WHAT YOU NEED TO DO:
The required result is a copy of each line below in which "Option" appears.

Saved data entries
**********

use serde::{Deserialize, Serialize};

use crate::models::job::FailureKind;

/// Raw query parameters on POST /convert. Values arrive as strings and are
/// validated by the ingress layer.
#[derive(Debug, Default, Deserialize)]
pub struct RenderQuery {
    pub width: Option<String>,
    pub height: Option<String>,
    pub scale: Option<String>,
}

/// Query parameters on GET /convert.
#[derive(Debug, Deserialize)]
pub struct StatusQuery {
    pub item_id: Option<String>,
}

/// Response after a submission has been accepted.
#[derive(Debug, Serialize, Deserialize)]
pub struct ConvertAccepted {
    pub job_id: String,
    pub status: String,
    pub message: String,
}

/// Response for a job that has not reached a terminal state yet.
#[derive(Debug, Serialize, Deserialize)]
pub struct ConvertPending {
    pub job_id: String,
    pub status: String,
}

/// Response carrying the finished image, base64-encoded.
#[derive(Debug, Serialize, Deserialize)]
pub struct ConvertResult {
    pub job_id: String,
    pub status: String,
    pub image: String,
}

/// Response for a job that reached a terminal failure.
#[derive(Debug, Serialize, Deserialize)]
pub struct ConvertFailed {
    pub job_id: String,
    pub status: String,
    pub kind: FailureKind,
    pub error: String,
}

/// Generic error body for rejected requests.
#[derive(Debug, Serialize, Deserialize)]
pub struct ErrorBody {
    pub error: String,
}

**********

SOLUTION FOR THIS EXERCISE:
    pub width: Option<String>,
    pub height: Option<String>,
    pub scale: Option<String>,
    pub item_id: Option<String>,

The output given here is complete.